單細胞列印系統之設計與實現

Abstract

隨著生物科技的發展，在過去數十年中，每每都有許多的重大突破，也因此使人類更了解許多生物組織的分子網絡與交互作用，這些知識更廣泛應用於生物製藥產業或是進一步的基礎生物科學研究，然而，目前現有的生物技術往往是根據一整群的生物細胞的生命表現來做統計所得到的歸納結果，但是每一個生物細胞都有不同的基因組合，也造成了每個單細胞之間有不同的生命表現，因此，單一細胞的研究近來已經成為一項新興的研究領域，而提供操控與分析單細胞的實驗平台，正是目前極需各式新技術的發展與投入的研究領域。 本篇論文利用了雷射脫附與微流分離的技術基礎之下，希望可以為藥物篩選或基礎生命科學研究領域提供新的研究利器 。 概念由微陣列檢測為基礎出發，整合了各個不同領域的技術，包括微流體力學、光學系統以及細胞生物學，這也是第一次，細胞分離與分注兩大重要功能同時被整合於單一微流元件中，且利用雷射脫附技術，微陣列中的每一滴生物樣品可被選擇性的回收做後端分析。 論文內容分兩大主軸，第一個主軸著重在雷射脫附技術的設計與操作，當奈秒的極短雷射脈衝光衝擊吸收薄膜時，會產生極大的壓力波，並藉此將讓液體樣本脫離。第二個主軸著重在單細胞分離與分注元件之設計與操作，當單一顆細胞通過觀測區時，利用氣體與液體間不互溶的特性來將原本連續的液體樣品分離，並藉由持續供給的氣流將分離的液段推出微流元件外達到分注目的。論文最後部份有初步地將兩大主軸做整合，相信未來能對藥物篩選或基礎生命科學研究有一定程度的貢獻。

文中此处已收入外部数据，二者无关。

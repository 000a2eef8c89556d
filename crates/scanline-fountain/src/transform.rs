//! Payload transforms applied before encoding and after decoding.
//!
//! The engine never calls these itself. Hosts pick a transform, run
//! [`PayloadTransform::forward`] on the dataset, hand the result to the
//! encoder, and run [`PayloadTransform::inverse`] on the decoded bytes.

use crate::error::{FountainError, Result};

pub trait PayloadTransform: Send + Sync {
    fn name(&self) -> &'static str;

    fn forward(&self, input: &[u8]) -> Result<Vec<u8>>;

    fn inverse(&self, input: &[u8]) -> Result<Vec<u8>>;
}

/// Pass-through.
#[derive(Debug, Clone, Copy, Default)]
pub struct Identity;

impl PayloadTransform for Identity {
    fn name(&self) -> &'static str {
        "identity"
    }

    fn forward(&self, input: &[u8]) -> Result<Vec<u8>> {
        Ok(input.to_vec())
    }

    fn inverse(&self, input: &[u8]) -> Result<Vec<u8>> {
        Ok(input.to_vec())
    }
}

/// LZ4 block compression with a little-endian `u32` size prefix.
#[derive(Debug, Clone, Copy)]
pub struct Lz4 {
    /// Largest decompressed size `inverse` will allocate.
    pub max_output: usize,
}

impl Default for Lz4 {
    fn default() -> Self {
        Lz4 {
            max_output: crate::config::DEFAULT_MAX_PAYLOAD_BYTES * 16,
        }
    }
}

impl PayloadTransform for Lz4 {
    fn name(&self) -> &'static str {
        "lz4"
    }

    fn forward(&self, input: &[u8]) -> Result<Vec<u8>> {
        Ok(lz4_flex::compress_prepend_size(input))
    }

    fn inverse(&self, input: &[u8]) -> Result<Vec<u8>> {
        let Some(prefix) = input.get(..4) else {
            return Err(FountainError::Transform("lz4 input shorter than its size prefix".into()));
        };
        let declared = u32::from_le_bytes([prefix[0], prefix[1], prefix[2], prefix[3]]) as usize;
        if declared > self.max_output {
            return Err(FountainError::Transform(format!(
                "lz4 declares {declared} bytes, limit is {}",
                self.max_output
            )));
        }
        lz4_flex::decompress_size_prepended(input)
            .map_err(|e| FountainError::Transform(format!("lz4 decompression failed: {e}")))
    }
}

/// Look up a transform by its [`PayloadTransform::name`].
pub fn by_name(name: &str) -> Result<Box<dyn PayloadTransform>> {
    match name {
        "identity" | "none" => Ok(Box::new(Identity)),
        "lz4" => Ok(Box::new(Lz4::default())),
        other => Err(FountainError::Transform(format!("unknown transform '{other}'"))),
    }
}
#![no_main]

use base64::Engine;
use base64::engine::general_purpose::URL_SAFE_NO_PAD;
use libfuzzer_sys::fuzz_target;
use scanline_fountain::wire::{Packet, VarInt};

/// Fuzz both text framings and the VarInt reader.
///
/// Raw bytes are tried as JSON text and, base64-wrapped, as a compact
/// record, so the binary decoder sees arbitrary bodies rather than only
/// strings that happen to be valid base64.
///
/// Parsing must never panic; bad input yields `MalformedPacket`.
fuzz_target!(|data: &[u8]| {
    if let Ok(text) = std::str::from_utf8(data) {
        let _ = Packet::from_text(text);
    }

    let mut compact = String::from("S1");
    URL_SAFE_NO_PAD.encode_string(data, &mut compact);
    if let Ok(packet) = Packet::from_text(&compact) {
        // Whatever parses must re-serialize and parse to the same packet.
        let again = packet.to_compact().and_then(|text| Packet::from_text(&text));
        assert_eq!(again.as_ref(), Ok(&packet));
    }

    let mut buf = data;
    let _ = VarInt::decode(&mut buf);
});
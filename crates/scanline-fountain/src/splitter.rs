//! Source block splitting and reassembly.

use bytes::{Bytes, BytesMut};

use crate::error::{FountainError, Result};

/// Number of blocks needed for `total_bytes` at `block_size`.
pub fn block_count(total_bytes: usize, block_size: usize) -> usize {
    total_bytes.div_ceil(block_size)
}

/// Split `payload` into exactly `ceil(len / block_size)` blocks of
/// `block_size` bytes, zero-padding the last one.
///
/// Fails with [`FountainError::PayloadTooSmall`] below `min_payload_bytes`.
pub fn split_blocks(payload: &[u8], block_size: usize, min_payload_bytes: usize) -> Result<Vec<Bytes>> {
    let min = min_payload_bytes.max(1);
    if payload.len() < min {
        return Err(FountainError::PayloadTooSmall {
            len: payload.len(),
            min,
        });
    }
    if block_size == 0 {
        return Err(FountainError::InvalidConfig("block_size must be > 0".into()));
    }

    let blocks = payload
        .chunks(block_size)
        .map(|chunk| {
            if chunk.len() == block_size {
                Bytes::copy_from_slice(chunk)
            } else {
                let mut padded = BytesMut::zeroed(block_size);
                padded[..chunk.len()].copy_from_slice(chunk);
                padded.freeze()
            }
        })
        .collect();
    Ok(blocks)
}

/// Concatenate blocks in index order and truncate to `total_bytes`.
///
/// The padding length is never inferred from content.
pub fn join_blocks<B: AsRef<[u8]>>(blocks: &[B], total_bytes: usize) -> Bytes {
    let mut out = BytesMut::with_capacity(blocks.iter().map(|b| b.as_ref().len()).sum());
    for block in blocks {
        out.extend_from_slice(block.as_ref());
    }
    out.truncate(total_bytes);
    out.freeze()
}
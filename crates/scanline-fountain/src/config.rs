//! Engine configuration.
//!
//! Parsed in two layers: a lenient [`FountainConfigInput`] deserialized from
//! TOML where every field is optional, then [`FountainConfigInput::resolve`]
//! fills defaults and validates into a [`FountainConfig`].

use serde::Deserialize;

use crate::error::{FountainError, Result};
use crate::planner::RedundancyPolicy;
use crate::sampler::DEFAULT_MAX_DEGREE;
use crate::wire::Framing;

pub const CONFIG_VERSION: u32 = 1;

/// Source block size. A one-block packet stays well under a 2000-byte
/// transport unit after base64 and framing.
pub const DEFAULT_BLOCK_SIZE: usize = 200;

/// Payloads below this size should use a direct transfer instead.
pub const DEFAULT_MIN_PAYLOAD_BYTES: usize = 256;

pub const DEFAULT_MAX_PAYLOAD_BYTES: usize = 4 * 1024 * 1024;

/// Reference capacity of one visual code.
pub const DEFAULT_MAX_PACKET_BYTES: usize = 2000;

pub const DEFAULT_DEGREE_ONE_WEIGHT: f64 = 0.2;

// ─── Input layer ────────────────────────────────────────────────────────────

#[derive(Debug, Clone, Default, Deserialize)]
#[serde(default)]
pub struct FountainConfigInput {
    pub version: u32,
    pub block_size: Option<usize>,
    pub min_payload_bytes: Option<usize>,
    pub max_payload_bytes: Option<usize>,
    pub max_packet_bytes: Option<usize>,
    pub degree_one_weight: Option<f64>,
    pub max_degree: Option<usize>,
    pub systematic: Option<bool>,
    pub metadata_interval: Option<u32>,
    pub elimination: Option<bool>,
    pub framing: Option<Framing>,
    pub orphan_capacity: Option<usize>,
    pub redundancy: RedundancyInput,
}

#[derive(Debug, Clone, Default, Deserialize)]
#[serde(default)]
pub struct RedundancyInput {
    pub small_factor: Option<f64>,
    pub large_factor: Option<f64>,
    pub threshold: Option<u32>,
}

// ─── Resolved config ────────────────────────────────────────────────────────

#[derive(Debug, Clone, PartialEq)]
pub struct FountainConfig {
    pub version: u32,
    /// Fixed size of every source block.
    pub block_size: usize,
    pub min_payload_bytes: usize,
    pub max_payload_bytes: usize,
    /// Upper bound on one serialized packet.
    pub max_packet_bytes: usize,
    /// Probability mass given to degree 1 by the sampler.
    pub degree_one_weight: f64,
    /// Cap on sampled degrees.
    pub max_degree: usize,
    /// Packet ids below `k` carry one source block each.
    pub systematic: bool,
    /// Session fields ride on packet 0 and every Nth packet after it.
    pub metadata_interval: u32,
    /// Fall back to GF(2) elimination when peeling stalls.
    pub elimination: bool,
    pub framing: Framing,
    /// Packets held by the receiver while session metadata is unknown.
    pub orphan_capacity: usize,
    pub redundancy: RedundancyPolicy,
}

impl Default for FountainConfig {
    fn default() -> Self {
        FountainConfig {
            version: CONFIG_VERSION,
            block_size: DEFAULT_BLOCK_SIZE,
            min_payload_bytes: DEFAULT_MIN_PAYLOAD_BYTES,
            max_payload_bytes: DEFAULT_MAX_PAYLOAD_BYTES,
            max_packet_bytes: DEFAULT_MAX_PACKET_BYTES,
            degree_one_weight: DEFAULT_DEGREE_ONE_WEIGHT,
            max_degree: DEFAULT_MAX_DEGREE,
            systematic: true,
            metadata_interval: 1,
            elimination: true,
            framing: Framing::Json,
            orphan_capacity: 64,
            redundancy: RedundancyPolicy::default(),
        }
    }
}

impl FountainConfigInput {
    pub fn resolve(self) -> Result<FountainConfig> {
        let defaults = FountainConfig::default();
        let version = if self.version == 0 {
            CONFIG_VERSION
        } else {
            self.version
        };
        if version != CONFIG_VERSION {
            return Err(FountainError::InvalidConfig(format!(
                "unsupported config version {version}"
            )));
        }

        let redundancy = RedundancyPolicy {
            small_factor: self
                .redundancy
                .small_factor
                .unwrap_or(defaults.redundancy.small_factor),
            large_factor: self
                .redundancy
                .large_factor
                .unwrap_or(defaults.redundancy.large_factor),
            threshold: self
                .redundancy
                .threshold
                .unwrap_or(defaults.redundancy.threshold),
        };

        let config = FountainConfig {
            version,
            block_size: self.block_size.unwrap_or(defaults.block_size),
            min_payload_bytes: self.min_payload_bytes.unwrap_or(defaults.min_payload_bytes),
            max_payload_bytes: self.max_payload_bytes.unwrap_or(defaults.max_payload_bytes),
            max_packet_bytes: self.max_packet_bytes.unwrap_or(defaults.max_packet_bytes),
            degree_one_weight: self.degree_one_weight.unwrap_or(defaults.degree_one_weight),
            max_degree: self.max_degree.unwrap_or(defaults.max_degree),
            systematic: self.systematic.unwrap_or(defaults.systematic),
            metadata_interval: self.metadata_interval.unwrap_or(defaults.metadata_interval),
            elimination: self.elimination.unwrap_or(defaults.elimination),
            framing: self.framing.unwrap_or(defaults.framing),
            orphan_capacity: self.orphan_capacity.unwrap_or(defaults.orphan_capacity),
            redundancy,
        };
        config.validate()?;
        Ok(config)
    }
}

impl FountainConfig {
    pub fn from_toml_str(input: &str) -> Result<Self> {
        if input.trim().is_empty() {
            return Ok(FountainConfig::default());
        }
        let parsed: FountainConfigInput = toml::from_str(input)
            .map_err(|e| FountainError::InvalidConfig(format!("invalid config TOML: {e}")))?;
        parsed.resolve()
    }

    pub fn validate(&self) -> Result<()> {
        let invalid = |msg: String| Err(FountainError::InvalidConfig(msg));
        if self.block_size == 0 {
            return invalid("block_size must be > 0".into());
        }
        // A single base64-encoded block must fit before any framing is added.
        if self.block_size.div_ceil(3) * 4 >= self.max_packet_bytes {
            return invalid(format!(
                "block_size {} cannot fit a {}-byte packet",
                self.block_size, self.max_packet_bytes
            ));
        }
        if self.min_payload_bytes == 0 || self.min_payload_bytes > self.max_payload_bytes {
            return invalid(format!(
                "payload bounds {}..={} are empty",
                self.min_payload_bytes, self.max_payload_bytes
            ));
        }
        if !(self.degree_one_weight > 0.0 && self.degree_one_weight <= 1.0) {
            return invalid(format!(
                "degree_one_weight {} must lie in (0, 1]",
                self.degree_one_weight
            ));
        }
        if self.max_degree == 0 {
            return invalid("max_degree must be >= 1".into());
        }
        if self.metadata_interval == 0 {
            return invalid("metadata_interval must be >= 1".into());
        }
        self.redundancy.validate()
    }
}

In the past decades, extensive investments in biotechnology have yielded about many breakthrough. Therefore, human beings have gotten more knowledge about the many and complex processes involved in the interactions and molecular networks in organism. These knowledge is used extensively in drug discovery or fundamental biological research. However, current biotechnology advances are often based on expression of cell population statistic data. Because of the different gene combination of each cell, there are different expressions in each cell. Thus, single-cell analysis has become an emerging research area. No doubt, the need to provide a platform for manipulating and analyzing single cells requires any kinds of new technologies and techniques. The main works of this thesis are based on Laser-Induced-Forward-Transfer (LIFT) and Microfluidic separation technologies, and to provide a powerful tool for drug discovery or fundamental biological research. The concepts started from micro-array screening, and several different kinds of technologies have been integrated including microfluidics, optical systems and biology. This is the first time that a microfluidic device integrated single-cell separation and pipetting. By using LIFT technique, every droplet in a micro-array could be recycled for further analysis. There are two main parts in this thesis. The first part is focused on design and operation of LIFT technique. When a ~ns pulse laser beam irradiated the absorption thin film, great pressure wave was generated to transfer the droplet sample from target. The second part focused on design and operation of single-cell separation and pipetting device. When a cell was flowing through the detection area, by using the immiscible property between gas and liquid, the continuous fluid flow can be separated. Further continuous gas supply can push the separated fluid segment out of the device from pipetting tip. Preliminary integration of the two main parts were performed in the last part of the thesis. We believe this system could be useful in drug discovery or fundamental biological research.